Ein Medikament zur Behandlung von NAFLD und NASH ist bis heute nicht verfügbar, daher besteht dringender Bedarf an der Entwicklung neuer medizinischer Behandlungsmöglichkeiten. Für uns ist es besonders wichtig, neue intrazelluläre Ansatzpunkte für mögliche therapeutische Optionen zu erforschen. Wir konnten einen neuen Regulator des Fettstoffwechsels in der Leber identifizieren: ein Protein mit dem Namen Rab24. Weitere Studien etablierten Rab24 als potenzielles Ziel für Wirkstoffkandidaten zur Behandlung von NAFLD (Seitz et al. Nat Metab 2019). Des Weiteren dient dieses System der Validierung von potenziellen neuen Medikamenten, die für eine Behandlung der Fettleber eingesetzt werden könnten.

Ihr Verbundprojekt SteatoTox wird aktuell im Rahmen der BMBF-Bekanntmachung „Alternativmethoden zum Tierversuch“ gefördert. Welchen Beitrag zum 3R-Konzept kann ihr Projekt leisten und wie können somit langfristig Tierversuche ersetzt werden?

Lebertoxizität ist eine der häufigsten Ursachen, dass Medikamente vom Markt genommen werden. Daher ist es essentiell ein System zu entwickeln, mit dem Pharmaka auf ihre Wirkung auf die menschliche Fettleber untersucht werden können, um präventiv und therapeutisch neue Aspekte von NAFLD aufzudecken. Daher haben wir ein in-vitro-System mit steatotischen menschlichen Hepatozyten entwickelt, mit welchem wesentliche Aspekte der menschlichen Fettleber (NAFLD) nachgestellt werden können.

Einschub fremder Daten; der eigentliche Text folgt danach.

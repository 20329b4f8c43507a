//! Config command implementation.

use std::path::Path;

use anyhow::{Context, Result};
use ridelink_core::SensorConfig;

use crate::cli::ConfigAction;
use crate::config;

pub fn cmd_config(action: ConfigAction, explicit: Option<&Path>, quiet: bool) -> Result<()> {
    let path = config::resolve_path(explicit);
    match action {
        ConfigAction::Path => println!("{}", path.display()),
        ConfigAction::Show => {
            let effective = config::load(explicit)?;
            let content =
                toml::to_string_pretty(&effective).context("Failed to serialize config")?;
            print!("{}", content);
        }
        ConfigAction::Init { force } => {
            config::save(&SensorConfig::default(), &path, force)?;
            if !quiet {
                eprintln!("Wrote default config to {}", path.display());
            }
        }
    }
    Ok(())
}
//! Serializable event stream for sensor connections.
//!
//! Every reading and status change delivered to a connection's listeners is
//! also published here as a [`SensorEvent`], so consumers that prefer a
//! channel (loggers, recorders, the CLI's JSON output) can subscribe
//! without registering callbacks.

use serde::{Deserialize, Serialize};
use tokio::sync::broadcast;

use ridelink_types::{ConnectionStatus, Reading, SensorKind};

use crate::transport::DeviceHandle;

/// Default capacity of a connection's event channel.
pub const DEFAULT_EVENT_CAPACITY: usize = 100;

/// Events emitted by a sensor connection.
///
/// This enum is marked `#[non_exhaustive]` to allow adding new event types
/// in future versions without breaking downstream code.
#[derive(Debug, Clone, PartialEq, Serialize, Deserialize)]
#[serde(tag = "type", rename_all = "snake_case")]
#[non_exhaustive]
pub enum SensorEvent {
    /// A notification decoded into a reading.
    Reading {
        device: DeviceHandle,
        kind: SensorKind,
        reading: Reading,
    },
    /// The connection changed state.
    Status {
        device: DeviceHandle,
        kind: SensorKind,
        status: ConnectionStatus,
    },
}

impl SensorEvent {
    /// The device the event concerns.
    pub fn device(&self) -> &DeviceHandle {
        match self {
            SensorEvent::Reading { device, .. } | SensorEvent::Status { device, .. } => device,
        }
    }
}

/// Sender for sensor events.
pub type EventSender = broadcast::Sender<SensorEvent>;

/// Receiver for sensor events.
pub type EventReceiver = broadcast::Receiver<SensorEvent>;

/// Create a new event channel with the given capacity.
pub fn event_channel(capacity: usize) -> (EventSender, EventReceiver) {
    broadcast::channel(capacity)
}

/// Event dispatcher for sending events to multiple receivers.
#[derive(Debug, Clone)]
pub struct EventDispatcher {
    sender: EventSender,
}

impl EventDispatcher {
    /// Create a new event dispatcher.
    pub fn new(capacity: usize) -> Self {
        let (sender, _) = broadcast::channel(capacity.max(1));
        Self { sender }
    }

    /// Subscribe to events.
    pub fn subscribe(&self) -> EventReceiver {
        self.sender.subscribe()
    }

    /// Send an event.
    pub fn send(&self, event: SensorEvent) {
        // Ignore error if no receivers
        let _ = self.sender.send(event);
    }

    /// Get the number of active receivers.
    pub fn receiver_count(&self) -> usize {
        self.sender.receiver_count()
    }
}

impl Default for EventDispatcher {
    fn default() -> Self {
        Self::new(DEFAULT_EVENT_CAPACITY)
    }
}
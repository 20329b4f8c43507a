//! The caller-facing handle for one connected sensor.

use std::sync::Arc;

use tracing::{debug, info};

use ridelink_types::{ConnectionStatus, Reading, SanityBounds, SensorKind};

use crate::bus::MeasurementBus;
use crate::error::Result;
use crate::events::{DEFAULT_EVENT_CAPACITY, EventReceiver};
use crate::link::SensorLink;
use crate::supervisor::{Link, ReconnectPolicy, StatusSink, Supervisor, SupervisorState};
use crate::transport::{DeviceHandle, Transport};

/// Options applied to a single connection.
#[derive(Debug, Clone, PartialEq)]
pub struct ConnectionOptions {
    /// Reconnection behaviour after link loss.
    pub policy: ReconnectPolicy,
    /// Limits outside which readings are dropped.
    pub bounds: SanityBounds,
    /// Capacity of the [`SensorConnection::events`] channel.
    pub event_capacity: usize,
}

impl Default for ConnectionOptions {
    fn default() -> Self {
        Self {
            policy: ReconnectPolicy::default(),
            bounds: SanityBounds::default(),
            event_capacity: DEFAULT_EVENT_CAPACITY,
        }
    }
}

impl ConnectionOptions {
    /// Set the reconnect policy.
    pub fn policy(mut self, policy: ReconnectPolicy) -> Self {
        self.policy = policy;
        self
    }

    /// Set the sanity bounds.
    pub fn bounds(mut self, bounds: SanityBounds) -> Self {
        self.bounds = bounds;
        self
    }
}

/// A connected sensor.
///
/// Readings are delivered to listeners registered with
/// [`add_listener`](Self::add_listener), status changes to those registered
/// with [`on_status_change`](Self::on_status_change). Both are called
/// synchronously, in registration order. Link loss is handled in the
/// background; the handle only learns of it through status changes.
///
/// The initial `connected` status is published before [`open`](Self::open)
/// returns, so it is visible through [`status`](Self::status) rather than
/// through listeners registered afterwards.
///
/// Dropping the handle stops supervision and closes the link in the
/// background; call [`disconnect`](Self::disconnect) to wait for it.
pub struct SensorConnection {
    kind: SensorKind,
    bus: Arc<MeasurementBus>,
    supervisor: Arc<Supervisor<SensorLink>>,
}

impl std::fmt::Debug for SensorConnection {
    fn fmt(&self, f: &mut std::fmt::Formatter<'_>) -> std::fmt::Result {
        f.debug_struct("SensorConnection")
            .field("device", self.bus.device())
            .field("kind", &self.kind)
            .field("state", &self.supervisor.state())
            .finish()
    }
}

impl SensorConnection {
    /// Select a device for `kind` on `transport`, connect and subscribe.
    ///
    /// Fails without retrying if selection, connection or subscription
    /// fails. Reconnection only applies to links lost after this returns.
    #[tracing::instrument(level = "info", skip_all, fields(transport = transport.name(), kind = %kind))]
    pub async fn open(
        transport: Arc<dyn Transport>,
        kind: SensorKind,
        options: ConnectionOptions,
    ) -> Result<Self> {
        options.policy.validate()?;

        let device = transport.select_device(kind).await?;
        info!("Selected {}", device);

        let bus = Arc::new(MeasurementBus::new(
            device.clone(),
            kind,
            options.event_capacity,
        ));
        let link = SensorLink::new(transport, device, kind, options.bounds, Arc::clone(&bus));

        let status_bus = Arc::clone(&bus);
        let sink: StatusSink = Arc::new(move |status| status_bus.publish_status(status));
        let supervisor = Supervisor::new(link, options.policy, sink);
        supervisor.start().await?;

        Ok(Self {
            kind,
            bus,
            supervisor,
        })
    }

    /// Register a reading listener.
    pub fn add_listener<F>(&self, listener: F)
    where
        F: Fn(&Reading) + Send + Sync + 'static,
    {
        self.bus.add_listener(Arc::new(listener));
    }

    /// Register a status listener.
    pub fn on_status_change<F>(&self, listener: F)
    where
        F: Fn(ConnectionStatus) + Send + Sync + 'static,
    {
        self.bus.add_status_listener(Arc::new(listener));
    }

    /// Subscribe to the serialized event stream of this connection.
    pub fn events(&self) -> EventReceiver {
        self.bus.subscribe()
    }

    /// Disconnect and stop reconnecting.
    ///
    /// No status is published once this is called. Calling it again does
    /// nothing.
    pub async fn disconnect(&self) -> Result<()> {
        self.supervisor.disconnect().await
    }

    /// The device name, or its identifier when it advertised none.
    pub fn device_name(&self) -> &str {
        self.bus.device().display_name()
    }

    /// The connected device.
    pub fn device(&self) -> &DeviceHandle {
        self.bus.device()
    }

    /// The sensor kind.
    pub fn kind(&self) -> SensorKind {
        self.kind
    }

    /// The last published status.
    pub fn status(&self) -> Option<ConnectionStatus> {
        self.bus.status()
    }

    /// The supervisor's lifecycle state.
    pub fn state(&self) -> SupervisorState {
        self.supervisor.state()
    }

    /// Reconnection attempts made since the link was last up.
    pub fn reconnect_attempts(&self) -> u32 {
        self.supervisor.attempts()
    }
}

impl Drop for SensorConnection {
    fn drop(&mut self) {
        if !self.supervisor.cancel() {
            return;
        }
        // Without a runtime the transport's own cleanup has to do.
        if let Ok(runtime) = tokio::runtime::Handle::try_current() {
            let link = Arc::clone(self.supervisor.link());
            runtime.spawn(async move {
                if let Err(e) = link.close().await {
                    debug!("Close on drop failed: {}", e);
                }
            });
        }
    }
}
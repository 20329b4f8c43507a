//! Monitor command implementation.
//!
//! Connects through the factory, then prints every event from the
//! connection's event channel until interrupted, the reading limit is hit,
//! or reconnection gives up.

use std::io::{self, Write};

use anyhow::{Context, Result};
use ridelink_core::{DeviceHandle, SensorConfig, SensorEvent, SensorFactory};
use ridelink_types::{ConnectionStatus, SensorKind};
use tokio::sync::broadcast::error::RecvError;
use tracing::{info, warn};

use crate::format::{format_event_json, format_reading_line, format_status_line};

/// Arguments for the monitor command.
pub struct MonitorOptions {
    pub kind: SensorKind,
    pub json: bool,
    pub count: u64,
    pub quiet: bool,
}

pub async fn cmd_monitor(config: SensorConfig, options: MonitorOptions) -> Result<()> {
    let MonitorOptions {
        kind,
        json,
        count,
        quiet,
    } = options;

    let factory = SensorFactory::new(config);
    if !quiet {
        eprintln!("Looking for a {} sensor via {} host...", kind, factory.host());
    }

    let connection = factory
        .connect(kind)
        .await
        .with_context(|| format!("Failed to connect to a {} sensor", kind))?;
    let mut events = connection.events();
    info!("Connected to {}", connection.device());

    let mut out = io::stdout();
    // The initial status is published before the channel exists.
    print_status(&mut out, connection.device(), kind, ConnectionStatus::Connected, json)?;

    let mut readings: u64 = 0;
    let outcome = loop {
        let event = tokio::select! {
            _ = tokio::signal::ctrl_c() => {
                info!("Interrupted");
                break Ok(());
            }
            event = events.recv() => event,
        };

        let event = match event {
            Ok(event) => event,
            Err(RecvError::Lagged(skipped)) => {
                warn!("Output fell behind, skipped {} events", skipped);
                continue;
            }
            Err(RecvError::Closed) => break Ok(()),
        };

        if json {
            writeln!(out, "{}", format_event_json(&event)?)?;
        }
        match event {
            SensorEvent::Reading { reading, .. } => {
                if !json {
                    writeln!(out, "{}", format_reading_line(kind, &reading))?;
                }
                readings += 1;
                if count > 0 && readings >= count {
                    break Ok(());
                }
            }
            SensorEvent::Status { status, .. } => {
                if !json && !quiet {
                    writeln!(out, "{}", format_status_line(status))?;
                }
                if status == ConnectionStatus::Failed {
                    break Err(anyhow::anyhow!(
                        "Lost {} and could not reconnect",
                        connection.device_name()
                    ));
                }
            }
            _ => {}
        }
        out.flush()?;
    };

    connection
        .disconnect()
        .await
        .context("Failed to disconnect cleanly")?;
    if !quiet && outcome.is_ok() {
        eprintln!("Received {} readings.", readings);
    }
    outcome
}

fn print_status(
    out: &mut impl Write,
    device: &DeviceHandle,
    kind: SensorKind,
    status: ConnectionStatus,
    json: bool,
) -> Result<()> {
    if json {
        let event = SensorEvent::Status {
            device: device.clone(),
            kind,
            status,
        };
        writeln!(out, "{}", format_event_json(&event)?)?;
    } else {
        writeln!(out, "{} ({})", format_status_line(status), device)?;
    }
    Ok(())
}
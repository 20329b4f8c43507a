//! Command implementations for the CLI.

mod config;
mod decode;
mod monitor;

pub use config::cmd_config;
pub use decode::cmd_decode;
pub use monitor::{MonitorOptions, cmd_monitor};
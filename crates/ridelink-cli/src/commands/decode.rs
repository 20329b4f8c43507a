//! Decode command implementation.
//!
//! Runs captured notification payloads through the same decoders a live
//! connection uses. Cadence payloads share one crank state, in order.

use anyhow::{Context, Result, bail};
use ridelink_types::decode::{
    decode_csc_crank_data_with, decode_cycling_power_with, decode_heart_rate_with,
};
use ridelink_types::{CrankState, SanityBounds, SensorKind, TreadmillData, decode_treadmill_ftms};
use serde::Serialize;

/// The decoder's view of one payload.
#[derive(Debug, Clone, PartialEq, Serialize)]
#[serde(tag = "kind", rename_all = "snake_case")]
pub enum Decoded {
    HeartRate {
        bpm: Option<u16>,
    },
    Power {
        watts: Option<i16>,
    },
    Cadence {
        crank_revs: Option<u16>,
        crank_time: Option<u16>,
        rpm: Option<u16>,
    },
    Treadmill(TreadmillData),
}

/// Parse a hex payload, tolerating `0x`, whitespace and `:`/`-` separators.
pub fn parse_hex(input: &str) -> Result<Vec<u8>> {
    let trimmed = input.trim();
    let trimmed = trimmed
        .strip_prefix("0x")
        .or_else(|| trimmed.strip_prefix("0X"))
        .unwrap_or(trimmed);
    let digits: String = trimmed
        .chars()
        .filter(|c| !c.is_whitespace() && *c != ':' && *c != '-')
        .collect();
    if digits.is_empty() {
        bail!("Empty payload");
    }
    hex::decode(&digits).with_context(|| format!("Invalid hex payload: {}", input))
}

/// Decode `payloads` in arrival order.
pub fn decode_payloads(
    kind: SensorKind,
    payloads: &[Vec<u8>],
    bounds: &SanityBounds,
) -> Vec<Decoded> {
    let mut crank = CrankState::new();
    payloads
        .iter()
        .map(|data| match kind {
            SensorKind::HeartRate => Decoded::HeartRate {
                bpm: decode_heart_rate_with(data, bounds),
            },
            SensorKind::Power => Decoded::Power {
                watts: decode_cycling_power_with(data, bounds),
            },
            SensorKind::Cadence => match decode_csc_crank_data_with(data, &crank, bounds) {
                Some(sample) => {
                    crank.update(&sample);
                    Decoded::Cadence {
                        crank_revs: Some(sample.crank_revs),
                        crank_time: Some(sample.crank_time),
                        rpm: sample.rpm,
                    }
                }
                None => Decoded::Cadence {
                    crank_revs: None,
                    crank_time: None,
                    rpm: None,
                },
            },
            SensorKind::Treadmill => Decoded::Treadmill(decode_treadmill_ftms(data)),
        })
        .collect()
}

fn show<T: std::fmt::Display>(value: Option<T>, unit: &str) -> String {
    value.map_or_else(|| "-".to_string(), |v| format!("{}{}", v, unit))
}

/// Human-readable summary of one decoded payload.
pub fn format_decoded(decoded: &Decoded) -> String {
    match decoded {
        Decoded::HeartRate { bpm } => show(*bpm, " bpm"),
        Decoded::Power { watts } => show(*watts, " W"),
        Decoded::Cadence {
            crank_revs: None, ..
        } => "no crank data".to_string(),
        Decoded::Cadence {
            crank_revs,
            crank_time,
            rpm,
        } => format!(
            "revs {}  time {}  {}",
            show(*crank_revs, ""),
            show(*crank_time, "/1024 s"),
            show(*rpm, " rpm")
        ),
        Decoded::Treadmill(data) => {
            let mut parts = vec![
                format!("speed {}", show(data.speed.map(|v| format!("{:.2}", v)), " km/h")),
                format!("incline {}", show(data.incline.map(|v| format!("{:.1}", v)), "%")),
            ];
            if let Some(distance) = data.total_distance {
                parts.push(format!("distance {} m", distance));
            }
            if let Some(bpm) = data.heart_rate {
                parts.push(format!("hr {} bpm", bpm));
            }
            if let Some(elapsed) = data.elapsed_time {
                parts.push(format!("elapsed {} s", elapsed));
            }
            parts.join("  ")
        }
    }
}

pub fn cmd_decode(
    kind: SensorKind,
    payloads: &[String],
    json: bool,
    bounds: &SanityBounds,
) -> Result<()> {
    let frames = payloads
        .iter()
        .map(|p| parse_hex(p))
        .collect::<Result<Vec<_>>>()?;

    for (payload, decoded) in payloads.iter().zip(decode_payloads(kind, &frames, bounds)) {
        if json {
            println!("{}", serde_json::to_string(&decoded)?);
        } else {
            println!("{}  {}", payload, format_decoded(&decoded));
        }
    }
    Ok(())
}

#[cfg(test)]
mod tests {
    use super::*;

    #[test]
    fn test_parse_hex_forms() {
        assert_eq!(parse_hex("0000c800").unwrap(), vec![0x00, 0x00, 0xc8, 0x00]);
        assert_eq!(parse_hex("0x00 96").unwrap(), vec![0x00, 0x96]);
        assert_eq!(parse_hex("02:64:00:00:04").unwrap(), vec![0x02, 0x64, 0x00, 0x00, 0x04]);
    }

    #[test]
    fn test_parse_hex_rejects_garbage() {
        assert!(parse_hex("").is_err());
        assert!(parse_hex("0x").is_err());
        assert!(parse_hex("abc").is_err());
        assert!(parse_hex("zz").is_err());
    }

    #[test]
    fn test_decode_heart_rate_and_power() {
        let bounds = SanityBounds::default();
        let hr = decode_payloads(SensorKind::HeartRate, &[vec![0x00, 150], vec![]], &bounds);
        assert_eq!(hr, vec![Decoded::HeartRate { bpm: Some(150) }, Decoded::HeartRate { bpm: None }]);

        let power = decode_payloads(SensorKind::Power, &[vec![0x00, 0x00, 0xc8, 0x00]], &bounds);
        assert_eq!(format_decoded(&power[0]), "200 W");
    }

    #[test]
    fn test_cadence_uses_rolling_state() {
        // Two revolutions one second apart: 120 rpm.
        let frames = [
            vec![0x02, 100, 0, 0x00, 0x04],
            vec![0x02, 102, 0, 0x00, 0x08],
        ];
        let decoded = decode_payloads(SensorKind::Cadence, &frames, &SanityBounds::default());
        assert_eq!(
            decoded[0],
            Decoded::Cadence {
                crank_revs: Some(100),
                crank_time: Some(0x0400),
                rpm: None
            }
        );
        assert_eq!(
            decoded[1],
            Decoded::Cadence {
                crank_revs: Some(102),
                crank_time: Some(0x0800),
                rpm: Some(120)
            }
        );
    }

    #[test]
    fn test_cadence_without_crank_flag() {
        let decoded = decode_payloads(SensorKind::Cadence, &[vec![0x01]], &SanityBounds::default());
        assert_eq!(format_decoded(&decoded[0]), "no crank data");
    }

    #[test]
    fn test_treadmill_summary_and_json() {
        // Speed 10.50 km/h, inclination 2.0 %, ramp 1.1 deg
        let frame = vec![0x08, 0x00, 0x1a, 0x04, 0x14, 0x00, 0x0b, 0x00];
        let decoded = decode_payloads(SensorKind::Treadmill, &[frame], &SanityBounds::default());
        assert_eq!(format_decoded(&decoded[0]), "speed 10.50 km/h  incline 2.0%");

        let value: serde_json::Value =
            serde_json::to_value(&decoded[0]).unwrap();
        assert_eq!(value["kind"], "treadmill");
        assert_eq!(value["speed"], 10.5);
    }
}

Die Entwicklung eines in-vitro-Systems zur toxikologischen Bewertung von Pharmaka in Patienten mit Fettleber trägt damit zur Reduktion von Mausexperimenten bei und gewährleistet die Übertragbarkeit von Maus zu Human.

Welche Schritte sind als nächstes geplant? Und was erwarten Sie nach Ablauf des Projekts?

Das übergeordnete Ziel besteht nun in der Anwendung des Systems für konkrete Untersuchungen: Wir werden die Sensitivität unseres Systems gegenüber Pharmaka und Chemikalien testen und deren potenzielle Effekte auf eine Fettleber. Andererseits möchten wir mit dem System Kandidatensubstanzen untersuchen, um deren Potenzial für eine Therapie zu evaluieren. Das konkrete Ziel ist es, das in-vitro-System als Darstellung einer menschlichen Fettleber zu bestätigen und zur Identifizierung neuer Zielstrukturen und Entwicklung neuartiger Wirkstoffe für Fettlebertherapien zu nutzen.